THE DATA.

§

/// Convert planned interval lengths into the final cut-point sequence.
///
/// The sequence always starts with the implicit cut at zero. For each
/// interval the resolver looks for the silence timestamp nearest past
/// `cursor + interval`, then shifts it by `offset_ms`. For an ascending
/// candidate set restricted to timestamps strictly greater than the
/// target, the nearest one is exactly the first such timestamp, found
/// here by binary search. Resolution stops at the first interval that
/// cannot be placed: no timestamp past the target, a shifted candidate
/// at or past the end of the recording, or a candidate whose floored
/// value would not advance past the previous cut point (possible with a
/// negative offset).
/// The emitted sequence is strictly increasing by construction.
pub fn resolve_cut_points(
    silence_points: &[f64],
    intervals: &[u64],
    offset_ms: i64,
    total_ms: u64,
) -> Vec<u64> {
    let mut cuts = vec![0u64];
    let mut cursor = 0.0f64;
    let mut last = 0u64;

    for &interval in intervals {
        let target = cursor + interval as f64;
        let next = silence_points.partition_point(|&point| point <= target);
        let Some(&point) = silence_points.get(next) else {
            break;
        };
        let candidate = point + offset_ms as f64;
        if candidate >= total_ms as f64 {
            break;
        }
        let floored = candidate as u64;
        if floored <= last {
            break;
        }
        cuts.push(floored);
        cursor = candidate;
        last = floored;
    }
    debug!(
        "resolved {} cut(s) from {} planned interval(s)",
        cuts.len() - 1,
        intervals.len()
    );
    cuts
}

/// One contiguous clip between two consecutive cut points.
#[derive(Debug)]
pub struct Segment<'a> {
    /// 1-based position of the clip within the run.
    pub ordinal: usize,
    /// Display stem, e.g. `"audio P01"`; the extension is the sink's concern.
    pub name: String,
    /// Start of the clip in milliseconds from the recording start.
    pub start_ms: u64,
    /// Exclusive end of the clip in milliseconds.
    pub end_ms: u64,
    /// Interleaved samples of the clip, verbatim from the source buffer.
    pub samples: &'a [i16],
}

/// Receiver for finished segments.
///
/// Implementations own encoding and persistence; the core only slices and
/// names. Returning an error aborts the run.
pub trait SegmentSink {
    fn emit(&mut self, segment: &Segment<'_>) -> Result<(), BoxError>;
}

/// Progress notifications emitted while a split runs.
#[derive(Clone, Debug)]
pub enum ProgressEvent {
    /// Silence detection finished; slicing is about to begin.
    Start {
        total_duration: Duration,
        silence_points: usize,
    },
    /// A segment was emitted; `processed` is the end of that segment.
    Advance {
        ordinal: usize,
        processed: Duration,
    },
    /// The run finished.
    Finish,
}

/// Result summary of a completed split.
#[derive(Clone, Debug)]
pub struct SplitOutcome {
    /// Number of cuts the caller asked for.
    pub requested: usize,
    /// Number of segments actually emitted.
    pub achieved: usize,
    /// Final cut-point sequence, including the implicit leading zero.
    pub cut_points: Vec<u64>,
}

impl SplitOutcome {
    /// Whether fewer segments were produced than requested.
    pub fn is_partial(&self) -> bool {
        self.achieved < self.requested
    }
}

/// Slice the recording at `cut_points` and hand each segment to `sink`.
///
/// Each consecutive pair of cut points becomes one half-open frame range;
/// the samples are passed through verbatim, with no fades or resampling.
/// Audio past the final cut point is dropped. Returns the number of
/// segments emitted.
pub fn export_segments<S, F>(
    buffer: &PcmBuffer<'_>,
    cut_points: &[u64],
    naming: &Naming,
    sink: &mut S,
    mut progress: F,
) -> Result<usize, ZeroCutError>
where
    S: SegmentSink + ?Sized,
    F: FnMut(ProgressEvent),
{
    let channels = buffer.channels();
    let rate = u64::from(buffer.sample_rate());
    let samples = buffer.samples();
    let mut emitted = 0usize;

    for (index, window) in cut_points.windows(2).enumerate() {
        let (start_ms, end_ms) = (window[0], window[1]);
        let start_frame = (start_ms * rate / 1000) as usize;
        let end_frame = ((end_ms * rate / 1000) as usize).min(buffer.frame_count());
        let ordinal = index + 1;
        let segment = Segment {
            ordinal,
            name: naming.segment_stem(ordinal),
            start_ms,
            end_ms,
            samples: &samples[start_frame * channels..end_frame * channels],
        };
        sink.emit(&segment).map_err(ZeroCutError::Sink)?;
        emitted += 1;
        progress(ProgressEvent::Advance {
            ordinal,
            processed: Duration::from_millis(end_ms),
        });
    }
    Ok(emitted)
}

/// Split `buffer` according to `config`, reporting progress through
/// `progress`.
///
/// Runs the full pipeline in order: silence detection, interval planning,
/// cut-point resolution, and export through `sink`. Producing fewer
/// segments than requested is a valid outcome, reported via
/// [`SplitOutcome::is_partial`]; a recording with no silent frame at all
/// is the distinct error [`ZeroCutError::NoSilencePoints`], raised before
/// any planning or slicing happens.
pub fn split_with_progress<R, S, F>(
    buffer: &PcmBuffer<'_>,
    config: &Config,
    naming: &Naming,
    rng: &mut R,
    sink: &mut S,
    mut progress: F,
) -> Result<SplitOutcome, ZeroCutError>
where
    R: Rng,
    S: SegmentSink + ?Sized,
    F: FnMut(ProgressEvent),
{
    let silence_points = find_silence_points(buffer, config.threshold());
    if silence_points.is_empty() {
        return Err(ZeroCutError::NoSilencePoints);
    }
    progress(ProgressEvent::Start {
        total_duration: buffer.duration(),
        silence_points: silence_points.len(),
    });

    let intervals = plan_intervals(
        rng,
        config.cuts(),
        config.min_interval_ms(),
        config.max_interval_ms(),
    );
    let cut_points = resolve_cut_points(
        &silence_points,
        &intervals,
        config.offset_ms(),
        buffer.duration_ms(),
    );

    let achieved = export_segments(buffer, &cut_points, naming, sink, &mut progress)?;
    progress(ProgressEvent::Finish);

    if achieved < config.cuts() {
        warn!("placed {achieved} of {} requested cut(s)", config.cuts());
    }
    Ok(SplitOutcome {
        requested: config.cuts(),
        achieved,
        cut_points,
    })
}

/// Split `buffer` without progress reporting.
pub fn split<R, S>(
    buffer: &PcmBuffer<'_>,
    config: &Config,
    naming: &Naming,
    rng: &mut R,
    sink: &mut S,
) -> Result<SplitOutcome, ZeroCutError>
where
    R: Rng,
    S: SegmentSink + ?Sized,
{
    split_with_progress(buffer, config, naming, rng, sink, |_| {})
}

#[cfg(test)]
mod tests {
    use super::*;
    use rand::rngs::StdRng;
    use rand::SeedableRng;

    fn stereo_frames(frames: &[(i16, i16)]) -> Vec<i16> {
        frames.iter().flat_map(|&(l, r)| [l, r]).collect()
    }

    #[test]
    fn buffer_rejects_invalid_shapes() {
        assert!(matches!(
            PcmBuffer::new(&[], 2, 44_100),
            Err(ZeroCutError::EmptyBuffer)
        ));
        assert!(matches!(
            PcmBuffer::new(&[0, 0, 0], 2, 44_100),
            Err(ZeroCutError::MalformedBuffer {
                samples: 3,
                channels: 2
            })
        ));
        assert!(matches!(
            PcmBuffer::new(&[0, 0], 0, 44_100),
            Err(ZeroCutError::InvalidChannelCount)
        ));
        assert!(matches!(
            PcmBuffer::new(&[0, 0], 2, 0),
            Err(ZeroCutError::InvalidSampleRate)
        ));
    }

    #[test]
    fn buffer_reports_frame_count_and_duration() {
        let samples = vec![0i16; 8_000 * 2];
        let buffer = PcmBuffer::new(&samples, 2, 8_000).unwrap();
        assert_eq!(buffer.frame_count(), 8_000);
        assert_eq!(buffer.duration_ms(), 1_000);
    }

    #[test]
    fn config_validates_parameters() {
        let minute = Duration::from_secs(60);
        assert!(matches!(
            Config::new(0, minute, minute),
            Err(ZeroCutError::InvalidCutCount)
        ));
        assert!(matches!(
            Config::new(3, Duration::from_secs(120), minute),
            Err(ZeroCutError::InvalidIntervalBounds { .. })
        ));
        assert!(matches!(
            Config::new(3, Duration::ZERO, minute),
            Err(ZeroCutError::InvalidIntervalBounds { .. })
        ));
        assert!(matches!(
            Config::builder(3, minute, minute).threshold(0).build(),
            Err(ZeroCutError::InvalidThreshold)
        ));

        let config = Config::builder(3, minute, minute)
            .offset_ms(-250)
            .threshold(50)
            .build()
            .unwrap();
        assert_eq!(config.min_interval_ms(), 60_000);
        assert_eq!(config.offset_ms(), -250);
        assert_eq!(config.threshold(), 50);
    }

    #[test]
    fn naming_formats_zero_padded_ordinals() {
        let naming = Naming::new("audio", "P").unwrap();
        assert_eq!(naming.segment_stem(3), "audio P03");
        assert_eq!(naming.segment_stem(12), "audio P12");
        assert_eq!(naming.segment_stem(100), "audio P100");
    }

    #[test]
    fn naming_rejects_empty_token() {
        assert!(matches!(
            Naming::new("audio", ""),
            Err(ZeroCutError::EmptyNamingToken)
        ));
    }

    #[test]
    fn detector_reports_exactly_the_silent_frames() {
        let mut frames = vec![(2_000i16, -2_000i16); 50];
        for &index in &[5usize, 12, 40] {
            frames[index] = (40, -60);
        }
        let samples = stereo_frames(&frames);
        let buffer = PcmBuffer::new(&samples, 2, 1_000).unwrap();

        let points = find_silence_points(&buffer, DEFAULT_THRESHOLD);
        assert_eq!(points, vec![5.0, 12.0, 40.0]);
    }

    #[test]
    fn detector_requires_every_channel_to_be_silent() {
        // Left channel silent, right channel loud: the frame must not count.
        let samples = stereo_frames(&[(10, 5_000); 20]);
        let buffer = PcmBuffer::new(&samples, 2, 1_000).unwrap();
        assert!(find_silence_points(&buffer, DEFAULT_THRESHOLD).is_empty());
    }

    #[test]
    fn detector_handles_mono_and_extreme_amplitudes() {
        let samples = vec![i16::MIN, 0, i16::MAX, 99];
        let buffer = PcmBuffer::new(&samples, 1, 1_000).unwrap();
        let points = find_silence_points(&buffer, DEFAULT_THRESHOLD);
        assert_eq!(points, vec![1.0, 3.0]);
    }

    #[test]
    fn planner_respects_bounds_and_count() {
        let mut rng = StdRng::seed_from_u64(7);
        let intervals = plan_intervals(&mut rng, 10, 500, 1_500);
        assert!(intervals.len() <= 10);
        assert!(!intervals.is_empty());
        assert!(intervals.iter().all(|&ms| (500..=1_500).contains(&ms)));

        let mut sorted = intervals.clone();
        sorted.sort_unstable();
        sorted.dedup();
        assert_eq!(sorted.len(), intervals.len(), "duplicates must collapse");
    }

    #[test]
    fn planner_collapses_a_degenerate_range_to_one_interval() {
        let mut rng = StdRng::seed_from_u64(3);
        assert_eq!(plan_intervals(&mut rng, 5, 60_000, 60_000), vec![60_000]);
    }

    #[test]
    fn planner_is_deterministic_under_a_seeded_rng() {
        let mut first = StdRng::seed_from_u64(42);
        let mut second = StdRng::seed_from_u64(42);
        assert_eq!(
            plan_intervals(&mut first, 8, 100, 900),
            plan_intervals(&mut second, 8, 100, 900)
        );
    }

    #[test]
    fn resolver_snaps_to_the_nearest_point_past_the_target() {
        let silence = [100.0, 450.0, 460.0, 900.0];
        let cuts = resolve_cut_points(&silence, &[400, 400], 0, 2_000);
        // First target 400 snaps to 450; second target 850 snaps to 900.
        assert_eq!(cuts, vec![0, 450, 900]);
    }

    #[test]
    fn resolver_applies_the_offset_before_flooring() {
        let silence = [500.5];
        let cuts = resolve_cut_points(&silence, &[400], 30, 2_000);
        assert_eq!(cuts, vec![0, 530]);
    }

    #[test]
    fn resolver_stops_when_no_point_lies_past_the_target() {
        let silence = [100.0, 200.0];
        let cuts = resolve_cut_points(&silence, &[300, 300], 0, 2_000);
        assert_eq!(cuts, vec![0]);
    }

    #[test]
    fn resolver_stops_at_the_end_of_the_recording() {
        // Five 60 s intervals, but only two silence points are reachable
        // before the audio runs out.
        let silence = [61_000.0, 125_000.0, 190_000.0];
        let cuts = resolve_cut_points(
            &silence,
            &[60_000, 60_000, 60_000, 60_000, 60_000],
            0,
            180_000,
        );
        assert_eq!(cuts, vec![0, 61_000, 125_000]);
    }

    #[test]
    fn resolver_never_continues_past_a_failed_interval() {
        // The second interval fails; the third would fit but must not run.
        let silence = [500.0, 10_000.0];
        let cuts = resolve_cut_points(&silence, &[400, 600, 400], 0, 1_000);
        assert_eq!(cuts, vec![0, 500]);
    }

    #[test]
    fn resolver_rejects_a_candidate_pushed_back_onto_the_cursor() {
        // A large negative offset would pull the second cut at or before
        // the first; the resolver must stop rather than emit a duplicate.
        let silence = [500.0, 500.4];
        let cuts = resolve_cut_points(&silence, &[499, 1], -1, 2_000);
        assert_eq!(cuts, vec![0, 499]);
    }

    #[test]
    fn resolver_rejects_a_negative_first_candidate() {
        let silence = [100.0, 600.0];
        let cuts = resolve_cut_points(&silence, &[50], -200, 2_000);
        assert_eq!(cuts, vec![0]);
    }

    #[test]
    fn resolver_output_is_strictly_increasing() {
        let silence: Vec<f64> = (1..200).map(|i| i as f64 * 37.5).collect();
        let cuts = resolve_cut_points(&silence, &[100, 150, 100, 200, 120], -20, 7_000);
        assert!(cuts.windows(2).all(|pair| pair[0] < pair[1]));
    }
}
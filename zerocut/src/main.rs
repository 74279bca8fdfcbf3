mod cli;
mod decode;

use std::path::{Path, PathBuf};
use std::time::Duration;

use anyhow::{anyhow, Context};
use indicatif::{HumanDuration, ProgressBar, ProgressDrawTarget, ProgressStyle};
use log::info;
use rand::rngs::StdRng;
use rand::SeedableRng;
use zerocut_core::{
    split_with_progress, BoxError, Config, Naming, PcmBuffer, ProgressEvent, Segment, SegmentSink,
    SplitOutcome,
};

use crate::cli::{build_cli, DEFAULT_PREFIX, DEFAULT_TOKEN};
use crate::decode::decode_file;

/// Sink that writes one 16-bit PCM WAV file per segment.
struct WavSink {
    output_dir: PathBuf,
    spec: hound::WavSpec,
    overwrite: bool,
}

impl WavSink {
    fn new(output_dir: &Path, channels: u16, sample_rate: u32, overwrite: bool) -> Self {
        Self {
            output_dir: output_dir.to_path_buf(),
            spec: hound::WavSpec {
                channels,
                sample_rate,
                bits_per_sample: 16,
                sample_format: hound::SampleFormat::Int,
            },
            overwrite,
        }
    }
}

impl SegmentSink for WavSink {
    fn emit(&mut self, segment: &Segment<'_>) -> Result<(), BoxError> {
        let path = self.output_dir.join(format!("{}.wav", segment.name));
        if !self.overwrite && path.exists() {
            return Err(format!("output file already exists: {}", path.display()).into());
        }

        let mut writer = hound::WavWriter::create(&path, self.spec)?;
        for &sample in segment.samples {
            writer.write_sample(sample)?;
        }
        writer.finalize()?;

        info!("wrote {}", path.display());
        Ok(())
    }
}

/// Sink that records what would be written, for `--dry-run`.
#[derive(Default)]
struct PlanSink {
    planned: Vec<(String, u64, u64)>,
}

impl SegmentSink for PlanSink {
    fn emit(&mut self, segment: &Segment<'_>) -> Result<(), BoxError> {
        self.planned
            .push((segment.name.clone(), segment.start_ms, segment.end_ms));
        Ok(())
    }
}

fn report_partial(outcome: &SplitOutcome) {
    if outcome.is_partial() {
        eprintln!(
            "Note: achieved {} of {} requested cut(s); the recording ran out of usable silence points.",
            outcome.achieved, outcome.requested
        );
    }
}

fn main() -> anyhow::Result<()> {
    env_logger::init();

    let matches = build_cli().get_matches();

    let input_path = matches
        .get_one::<PathBuf>("file_path")
        .expect("required argument");
    if !input_path.is_file() {
        return Err(anyhow!(
            "input file does not exist: {}",
            input_path.display()
        ));
    }

    let output_dir = matches
        .get_one::<PathBuf>("output")
        .expect("defaulted argument");
    if !output_dir.is_dir() {
        return Err(anyhow!(
            "output directory does not exist: {}",
            output_dir.display()
        ));
    }

    let cuts = *matches.get_one::<u64>("cuts").expect("defaulted argument") as usize;
    let min_interval = *matches
        .get_one::<Duration>("min-interval")
        .expect("defaulted argument");
    let max_interval = *matches
        .get_one::<Duration>("max-interval")
        .expect("defaulted argument");
    let offset_ms = *matches.get_one::<i64>("offset").expect("defaulted argument");
    let threshold = *matches
        .get_one::<i16>("threshold")
        .expect("defaulted argument");
    let prefix = matches
        .get_one::<String>("prefix")
        .cloned()
        .unwrap_or_else(|| DEFAULT_PREFIX.to_owned());
    let token = matches
        .get_one::<String>("token")
        .cloned()
        .unwrap_or_else(|| DEFAULT_TOKEN.to_owned());
    let seed = matches.get_one::<u64>("seed").copied();
    let overwrite = matches.get_flag("overwrite");
    let dry_run = matches.get_flag("dry-run");

    let config = Config::builder(cuts, min_interval, max_interval)
        .offset_ms(offset_ms)
        .threshold(threshold)
        .build()
        .context("invalid segmentation parameters")?;
    let naming = Naming::new(prefix, token).context("invalid naming options")?;

    let audio = decode_file(input_path)
        .with_context(|| format!("failed to decode '{}'", input_path.display()))?;
    let buffer = PcmBuffer::new(&audio.samples, audio.channels, audio.sample_rate)
        .context("decoded stream is not splittable")?;
    info!(
        "decoded {} channel(s) at {} Hz, {}",
        audio.channels,
        audio.sample_rate,
        HumanDuration(buffer.duration())
    );

    let mut rng: StdRng = match seed {
        Some(seed) => StdRng::seed_from_u64(seed),
        None => StdRng::from_os_rng(),
    };

    if dry_run {
        let mut sink = PlanSink::default();
        let outcome =
            split_with_progress(&buffer, &config, &naming, &mut rng, &mut sink, |_| {})
                .with_context(|| format!("failed to split '{}'", input_path.display()))?;

        println!("Dry run: would write {} clip(s):", sink.planned.len());
        for (name, start_ms, end_ms) in &sink.planned {
            println!("  {name}.wav  [{start_ms} ms .. {end_ms} ms)");
        }
        report_partial(&outcome);
        return Ok(());
    }

    let progress = ProgressBar::new(0);
    progress.set_draw_target(ProgressDrawTarget::stderr());
    let bar_style = ProgressStyle::with_template(
        "{spinner:.green} [{elapsed_precise}] {bar:40.cyan/blue} {msg}",
    )
    .unwrap_or_else(|_| ProgressStyle::default_bar());

    let mut sink = WavSink::new(
        output_dir,
        audio.channels as u16,
        audio.sample_rate,
        overwrite,
    );

    let progress_handle = progress.clone();
    let result = split_with_progress(
        &buffer,
        &config,
        &naming,
        &mut rng,
        &mut sink,
        move |event| match event {
            ProgressEvent::Start {
                total_duration,
                silence_points,
            } => {
                progress_handle.set_style(bar_style.clone());
                progress_handle.set_length(total_duration.as_millis().max(1) as u64);
                progress_handle.enable_steady_tick(Duration::from_millis(100));
                progress_handle.set_message(format!(
                    "0 / {} ({silence_points} silence points)",
                    HumanDuration(total_duration)
                ));
            }
            ProgressEvent::Advance { processed, .. } => {
                progress_handle.set_position(processed.as_millis() as u64);
                progress_handle.set_message(format!("{}", HumanDuration(processed)));
            }
            ProgressEvent::Finish => {
                progress_handle.set_message(String::from("Completed"));
            }
        },
    )
    .with_context(|| format!("failed to split '{}'", input_path.display()));

    progress.finish_and_clear();

    let outcome = result?;
    println!(
        "Wrote {} clip(s) to {}",
        outcome.achieved,
        output_dir.display()
    );
    report_partial(&outcome);

    Ok(())
}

§

WHAT YOU SHOULD DO.
Search the entries for the word "achieved" and pick out every line that holds it.

RESPONSE FOR THIS EXERCISE.
    pub achieved: usize,
        self.achieved < self.requested
    let achieved = export_segments(buffer, &cut_points, naming, sink, &mut progress)?;
    if achieved < config.cuts() {
        warn!("placed {achieved} of {} requested cut(s)", config.cuts());
        achieved,
            "Note: achieved {} of {} requested cut(s); the recording ran out of usable silence points.",
            outcome.achieved, outcome.requested
        outcome.achieved,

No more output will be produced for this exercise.